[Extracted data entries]
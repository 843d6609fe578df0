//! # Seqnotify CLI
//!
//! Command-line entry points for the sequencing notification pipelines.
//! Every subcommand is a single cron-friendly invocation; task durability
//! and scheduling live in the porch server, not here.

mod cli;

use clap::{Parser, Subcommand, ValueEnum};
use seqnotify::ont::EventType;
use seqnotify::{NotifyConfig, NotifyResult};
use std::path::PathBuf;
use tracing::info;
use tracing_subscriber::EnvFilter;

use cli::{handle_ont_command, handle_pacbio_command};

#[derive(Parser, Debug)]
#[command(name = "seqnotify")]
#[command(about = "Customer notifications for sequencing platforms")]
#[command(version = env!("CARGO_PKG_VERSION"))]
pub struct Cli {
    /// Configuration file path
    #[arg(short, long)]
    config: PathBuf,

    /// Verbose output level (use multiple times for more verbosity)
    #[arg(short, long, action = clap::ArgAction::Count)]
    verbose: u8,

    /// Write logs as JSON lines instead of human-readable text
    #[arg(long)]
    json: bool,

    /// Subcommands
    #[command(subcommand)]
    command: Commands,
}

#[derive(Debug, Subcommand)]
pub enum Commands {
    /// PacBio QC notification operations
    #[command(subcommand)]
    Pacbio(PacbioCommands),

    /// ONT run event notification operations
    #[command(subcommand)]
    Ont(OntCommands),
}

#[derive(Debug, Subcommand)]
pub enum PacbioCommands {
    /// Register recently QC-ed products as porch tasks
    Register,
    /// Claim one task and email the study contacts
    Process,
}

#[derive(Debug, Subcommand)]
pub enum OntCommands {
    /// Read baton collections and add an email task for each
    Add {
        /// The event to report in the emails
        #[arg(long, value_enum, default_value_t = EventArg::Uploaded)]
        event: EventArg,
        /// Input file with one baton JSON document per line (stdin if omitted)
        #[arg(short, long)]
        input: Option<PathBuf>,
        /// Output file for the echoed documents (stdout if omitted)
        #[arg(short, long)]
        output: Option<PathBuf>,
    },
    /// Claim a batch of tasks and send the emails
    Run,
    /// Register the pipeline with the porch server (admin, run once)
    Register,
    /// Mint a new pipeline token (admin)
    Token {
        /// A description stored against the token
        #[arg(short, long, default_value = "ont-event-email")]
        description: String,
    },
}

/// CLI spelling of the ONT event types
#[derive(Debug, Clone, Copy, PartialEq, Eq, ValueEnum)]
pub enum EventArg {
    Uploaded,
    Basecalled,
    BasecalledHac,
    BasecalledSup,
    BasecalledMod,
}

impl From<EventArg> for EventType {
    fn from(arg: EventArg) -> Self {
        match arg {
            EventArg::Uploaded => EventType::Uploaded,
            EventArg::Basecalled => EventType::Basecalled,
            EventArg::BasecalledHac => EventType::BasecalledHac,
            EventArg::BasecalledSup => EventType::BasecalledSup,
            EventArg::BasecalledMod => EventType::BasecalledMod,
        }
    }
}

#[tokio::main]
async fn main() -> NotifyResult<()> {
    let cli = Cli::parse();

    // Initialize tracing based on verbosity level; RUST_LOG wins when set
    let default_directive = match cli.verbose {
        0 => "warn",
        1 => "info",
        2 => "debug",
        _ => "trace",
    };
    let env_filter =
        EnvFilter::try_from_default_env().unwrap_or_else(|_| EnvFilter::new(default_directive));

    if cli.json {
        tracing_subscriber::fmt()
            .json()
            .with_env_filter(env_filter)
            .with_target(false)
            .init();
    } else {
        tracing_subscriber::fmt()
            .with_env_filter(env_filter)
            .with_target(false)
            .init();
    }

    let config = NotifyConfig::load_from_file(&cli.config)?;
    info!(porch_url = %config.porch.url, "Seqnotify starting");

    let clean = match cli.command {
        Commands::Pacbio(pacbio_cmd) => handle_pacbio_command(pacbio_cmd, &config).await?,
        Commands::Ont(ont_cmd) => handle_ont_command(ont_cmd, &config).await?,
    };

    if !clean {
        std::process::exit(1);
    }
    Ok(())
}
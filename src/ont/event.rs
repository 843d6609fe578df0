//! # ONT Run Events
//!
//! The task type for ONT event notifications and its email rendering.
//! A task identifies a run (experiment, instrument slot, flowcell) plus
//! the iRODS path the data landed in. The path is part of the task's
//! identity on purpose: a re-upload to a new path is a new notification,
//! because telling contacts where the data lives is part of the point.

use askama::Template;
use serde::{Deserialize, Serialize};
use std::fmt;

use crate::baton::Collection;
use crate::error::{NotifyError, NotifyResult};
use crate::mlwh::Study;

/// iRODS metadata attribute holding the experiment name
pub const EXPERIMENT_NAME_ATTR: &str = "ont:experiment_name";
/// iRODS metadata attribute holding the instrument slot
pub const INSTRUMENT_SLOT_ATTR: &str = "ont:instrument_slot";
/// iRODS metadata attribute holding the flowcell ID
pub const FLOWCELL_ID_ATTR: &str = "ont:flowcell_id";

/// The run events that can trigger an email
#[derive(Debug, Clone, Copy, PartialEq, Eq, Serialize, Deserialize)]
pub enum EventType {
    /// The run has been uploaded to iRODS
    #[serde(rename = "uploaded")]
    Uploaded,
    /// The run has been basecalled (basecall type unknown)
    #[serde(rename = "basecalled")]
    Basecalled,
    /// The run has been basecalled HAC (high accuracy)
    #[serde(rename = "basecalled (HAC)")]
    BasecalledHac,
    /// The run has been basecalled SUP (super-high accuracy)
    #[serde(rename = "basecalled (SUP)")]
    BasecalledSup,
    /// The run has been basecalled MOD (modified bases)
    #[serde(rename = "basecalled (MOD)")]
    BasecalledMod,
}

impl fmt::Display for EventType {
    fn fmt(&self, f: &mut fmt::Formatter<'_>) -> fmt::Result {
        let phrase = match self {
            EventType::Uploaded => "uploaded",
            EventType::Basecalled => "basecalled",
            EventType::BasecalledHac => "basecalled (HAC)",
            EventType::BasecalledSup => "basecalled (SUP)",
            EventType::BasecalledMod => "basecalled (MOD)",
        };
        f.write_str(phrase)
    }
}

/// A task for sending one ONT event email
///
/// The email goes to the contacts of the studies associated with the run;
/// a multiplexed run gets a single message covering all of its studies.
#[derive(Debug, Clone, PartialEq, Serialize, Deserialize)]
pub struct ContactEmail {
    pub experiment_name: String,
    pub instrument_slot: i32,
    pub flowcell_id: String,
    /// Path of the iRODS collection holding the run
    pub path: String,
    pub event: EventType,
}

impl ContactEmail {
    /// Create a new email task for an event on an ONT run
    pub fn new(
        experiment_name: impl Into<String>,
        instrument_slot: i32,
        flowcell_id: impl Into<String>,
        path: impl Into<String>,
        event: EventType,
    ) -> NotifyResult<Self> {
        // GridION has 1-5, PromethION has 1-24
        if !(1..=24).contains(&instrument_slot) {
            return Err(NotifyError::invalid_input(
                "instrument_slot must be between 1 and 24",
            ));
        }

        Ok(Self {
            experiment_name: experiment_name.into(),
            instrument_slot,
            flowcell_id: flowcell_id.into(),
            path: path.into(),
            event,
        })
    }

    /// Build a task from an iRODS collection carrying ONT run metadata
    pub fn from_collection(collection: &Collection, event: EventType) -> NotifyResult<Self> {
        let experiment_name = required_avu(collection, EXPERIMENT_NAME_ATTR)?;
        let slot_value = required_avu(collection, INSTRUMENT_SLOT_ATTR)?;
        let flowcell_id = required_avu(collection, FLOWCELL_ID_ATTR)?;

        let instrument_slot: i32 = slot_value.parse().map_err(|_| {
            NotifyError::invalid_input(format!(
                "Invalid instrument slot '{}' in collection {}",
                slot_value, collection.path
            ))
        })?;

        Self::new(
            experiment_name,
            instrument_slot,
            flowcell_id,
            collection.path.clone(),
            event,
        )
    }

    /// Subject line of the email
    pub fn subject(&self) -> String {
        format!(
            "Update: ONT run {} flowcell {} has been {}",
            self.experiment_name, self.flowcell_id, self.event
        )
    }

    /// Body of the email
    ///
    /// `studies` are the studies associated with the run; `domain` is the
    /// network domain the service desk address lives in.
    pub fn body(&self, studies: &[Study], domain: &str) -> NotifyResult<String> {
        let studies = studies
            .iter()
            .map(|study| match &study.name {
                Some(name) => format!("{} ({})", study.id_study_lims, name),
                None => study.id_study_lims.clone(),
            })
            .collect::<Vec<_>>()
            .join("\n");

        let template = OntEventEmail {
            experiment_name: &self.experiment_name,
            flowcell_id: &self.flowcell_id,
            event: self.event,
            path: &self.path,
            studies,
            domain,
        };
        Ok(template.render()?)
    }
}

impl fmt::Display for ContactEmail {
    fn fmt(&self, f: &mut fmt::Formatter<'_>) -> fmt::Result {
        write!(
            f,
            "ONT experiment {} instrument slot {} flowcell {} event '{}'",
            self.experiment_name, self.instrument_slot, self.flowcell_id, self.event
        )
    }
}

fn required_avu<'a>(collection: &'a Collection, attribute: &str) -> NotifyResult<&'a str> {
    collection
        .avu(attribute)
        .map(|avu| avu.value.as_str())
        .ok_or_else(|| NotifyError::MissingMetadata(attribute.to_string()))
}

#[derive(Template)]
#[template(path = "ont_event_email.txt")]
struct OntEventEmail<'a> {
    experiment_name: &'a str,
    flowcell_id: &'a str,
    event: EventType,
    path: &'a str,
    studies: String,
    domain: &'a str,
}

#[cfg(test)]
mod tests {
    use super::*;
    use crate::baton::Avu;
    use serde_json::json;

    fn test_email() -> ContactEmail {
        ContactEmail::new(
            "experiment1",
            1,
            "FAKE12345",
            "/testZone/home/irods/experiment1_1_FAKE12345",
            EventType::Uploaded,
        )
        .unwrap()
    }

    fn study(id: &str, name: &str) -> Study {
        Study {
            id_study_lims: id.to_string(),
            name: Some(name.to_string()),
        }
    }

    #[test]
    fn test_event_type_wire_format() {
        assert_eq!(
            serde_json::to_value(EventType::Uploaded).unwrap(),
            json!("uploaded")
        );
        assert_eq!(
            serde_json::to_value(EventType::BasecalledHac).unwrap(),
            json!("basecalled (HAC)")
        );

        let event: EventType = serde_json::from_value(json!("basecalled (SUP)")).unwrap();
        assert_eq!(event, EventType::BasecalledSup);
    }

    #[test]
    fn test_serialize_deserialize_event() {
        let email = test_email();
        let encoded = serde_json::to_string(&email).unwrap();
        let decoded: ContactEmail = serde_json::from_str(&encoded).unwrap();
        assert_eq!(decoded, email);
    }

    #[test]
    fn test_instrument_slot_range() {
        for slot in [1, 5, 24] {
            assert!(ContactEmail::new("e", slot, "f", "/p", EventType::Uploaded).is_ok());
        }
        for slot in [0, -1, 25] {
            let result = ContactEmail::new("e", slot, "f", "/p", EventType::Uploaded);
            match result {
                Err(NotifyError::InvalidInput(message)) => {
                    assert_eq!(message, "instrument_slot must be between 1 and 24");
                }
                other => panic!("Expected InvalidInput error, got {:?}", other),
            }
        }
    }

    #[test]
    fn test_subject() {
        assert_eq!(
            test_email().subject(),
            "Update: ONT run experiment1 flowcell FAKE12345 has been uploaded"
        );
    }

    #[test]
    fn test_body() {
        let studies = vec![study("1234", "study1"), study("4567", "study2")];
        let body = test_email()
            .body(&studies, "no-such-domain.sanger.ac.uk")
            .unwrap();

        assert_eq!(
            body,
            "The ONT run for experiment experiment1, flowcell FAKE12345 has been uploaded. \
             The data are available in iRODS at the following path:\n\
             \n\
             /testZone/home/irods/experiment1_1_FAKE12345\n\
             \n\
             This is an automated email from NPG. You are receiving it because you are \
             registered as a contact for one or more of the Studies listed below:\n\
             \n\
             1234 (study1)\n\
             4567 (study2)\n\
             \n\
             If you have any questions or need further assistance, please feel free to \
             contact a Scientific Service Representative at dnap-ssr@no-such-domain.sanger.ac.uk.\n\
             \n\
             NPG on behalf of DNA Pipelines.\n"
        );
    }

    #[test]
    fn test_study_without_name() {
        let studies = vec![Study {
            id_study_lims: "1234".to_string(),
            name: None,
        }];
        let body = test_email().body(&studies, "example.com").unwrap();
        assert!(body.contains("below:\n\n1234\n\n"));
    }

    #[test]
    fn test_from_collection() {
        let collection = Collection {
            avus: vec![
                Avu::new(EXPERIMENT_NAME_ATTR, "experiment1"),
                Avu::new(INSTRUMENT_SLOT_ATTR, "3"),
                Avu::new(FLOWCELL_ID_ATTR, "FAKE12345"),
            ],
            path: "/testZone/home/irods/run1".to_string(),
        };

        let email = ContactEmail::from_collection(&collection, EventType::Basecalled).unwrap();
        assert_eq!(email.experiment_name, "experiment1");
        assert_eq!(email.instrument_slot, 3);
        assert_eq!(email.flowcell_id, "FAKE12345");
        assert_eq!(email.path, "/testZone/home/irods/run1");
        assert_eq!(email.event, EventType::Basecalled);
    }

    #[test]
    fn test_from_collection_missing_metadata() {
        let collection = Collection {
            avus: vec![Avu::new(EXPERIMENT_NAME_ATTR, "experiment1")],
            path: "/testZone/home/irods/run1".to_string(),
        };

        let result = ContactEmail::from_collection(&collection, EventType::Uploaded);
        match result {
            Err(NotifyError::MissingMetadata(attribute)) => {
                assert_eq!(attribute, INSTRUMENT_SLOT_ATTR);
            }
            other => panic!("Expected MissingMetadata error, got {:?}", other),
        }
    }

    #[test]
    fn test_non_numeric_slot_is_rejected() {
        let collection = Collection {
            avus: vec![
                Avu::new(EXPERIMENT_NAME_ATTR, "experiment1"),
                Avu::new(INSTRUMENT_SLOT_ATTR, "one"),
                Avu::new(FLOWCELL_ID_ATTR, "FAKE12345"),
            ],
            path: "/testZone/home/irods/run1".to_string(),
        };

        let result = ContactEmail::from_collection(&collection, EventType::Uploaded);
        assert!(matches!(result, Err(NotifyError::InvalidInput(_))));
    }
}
--
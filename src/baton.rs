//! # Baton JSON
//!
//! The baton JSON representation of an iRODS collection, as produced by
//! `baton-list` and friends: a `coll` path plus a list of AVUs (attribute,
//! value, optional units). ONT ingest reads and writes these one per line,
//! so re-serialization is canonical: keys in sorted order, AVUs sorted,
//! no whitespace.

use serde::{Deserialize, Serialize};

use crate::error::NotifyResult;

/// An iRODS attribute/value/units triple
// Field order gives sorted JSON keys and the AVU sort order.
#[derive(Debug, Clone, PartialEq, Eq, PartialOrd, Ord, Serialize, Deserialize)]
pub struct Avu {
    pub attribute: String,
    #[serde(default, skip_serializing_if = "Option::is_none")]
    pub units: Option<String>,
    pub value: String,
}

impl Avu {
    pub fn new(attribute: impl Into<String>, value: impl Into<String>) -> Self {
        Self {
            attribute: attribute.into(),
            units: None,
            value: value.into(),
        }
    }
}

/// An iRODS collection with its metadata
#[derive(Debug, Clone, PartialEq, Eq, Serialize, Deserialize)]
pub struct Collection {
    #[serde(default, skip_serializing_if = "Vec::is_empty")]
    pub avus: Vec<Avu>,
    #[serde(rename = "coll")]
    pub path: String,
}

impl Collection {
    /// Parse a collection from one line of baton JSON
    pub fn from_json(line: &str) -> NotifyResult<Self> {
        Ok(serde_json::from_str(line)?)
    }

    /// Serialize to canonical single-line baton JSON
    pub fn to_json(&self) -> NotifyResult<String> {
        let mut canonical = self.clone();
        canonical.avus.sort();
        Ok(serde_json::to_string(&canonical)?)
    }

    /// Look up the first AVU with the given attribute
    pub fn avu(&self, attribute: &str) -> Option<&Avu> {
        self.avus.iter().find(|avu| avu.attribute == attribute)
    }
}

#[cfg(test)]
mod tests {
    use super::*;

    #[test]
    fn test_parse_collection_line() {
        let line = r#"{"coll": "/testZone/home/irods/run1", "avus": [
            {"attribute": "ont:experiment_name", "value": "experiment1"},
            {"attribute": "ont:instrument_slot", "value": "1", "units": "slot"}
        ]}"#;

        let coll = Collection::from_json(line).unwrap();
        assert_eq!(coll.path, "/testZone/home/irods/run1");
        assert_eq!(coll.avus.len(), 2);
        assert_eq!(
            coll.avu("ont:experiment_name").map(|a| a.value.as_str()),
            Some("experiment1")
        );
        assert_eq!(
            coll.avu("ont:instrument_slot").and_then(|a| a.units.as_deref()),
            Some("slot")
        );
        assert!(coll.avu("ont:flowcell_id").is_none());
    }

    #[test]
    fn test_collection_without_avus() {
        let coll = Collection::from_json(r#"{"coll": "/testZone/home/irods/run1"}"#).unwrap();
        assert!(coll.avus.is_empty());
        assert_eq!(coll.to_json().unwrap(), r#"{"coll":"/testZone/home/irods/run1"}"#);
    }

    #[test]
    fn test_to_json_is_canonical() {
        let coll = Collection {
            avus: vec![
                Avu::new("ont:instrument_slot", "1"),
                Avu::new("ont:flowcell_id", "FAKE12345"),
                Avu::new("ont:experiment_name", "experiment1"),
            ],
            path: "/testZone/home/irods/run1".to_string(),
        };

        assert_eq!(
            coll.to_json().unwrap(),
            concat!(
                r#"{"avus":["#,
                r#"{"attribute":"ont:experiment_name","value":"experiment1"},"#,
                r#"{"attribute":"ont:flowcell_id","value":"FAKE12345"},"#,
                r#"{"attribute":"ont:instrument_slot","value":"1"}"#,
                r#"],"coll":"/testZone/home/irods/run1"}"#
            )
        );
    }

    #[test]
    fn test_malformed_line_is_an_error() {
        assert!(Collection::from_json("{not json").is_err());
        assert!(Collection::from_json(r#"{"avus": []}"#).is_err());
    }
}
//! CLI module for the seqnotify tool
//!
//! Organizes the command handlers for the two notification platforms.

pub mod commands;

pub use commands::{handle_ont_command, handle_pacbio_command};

WORK TO BE COMPLETED: Please find each line in the records above that holds the word "high", and copy it.

ANSWER TO THIS TASK:
    /// The run has been basecalled HAC (high accuracy)
    /// The run has been basecalled SUP (super-high accuracy)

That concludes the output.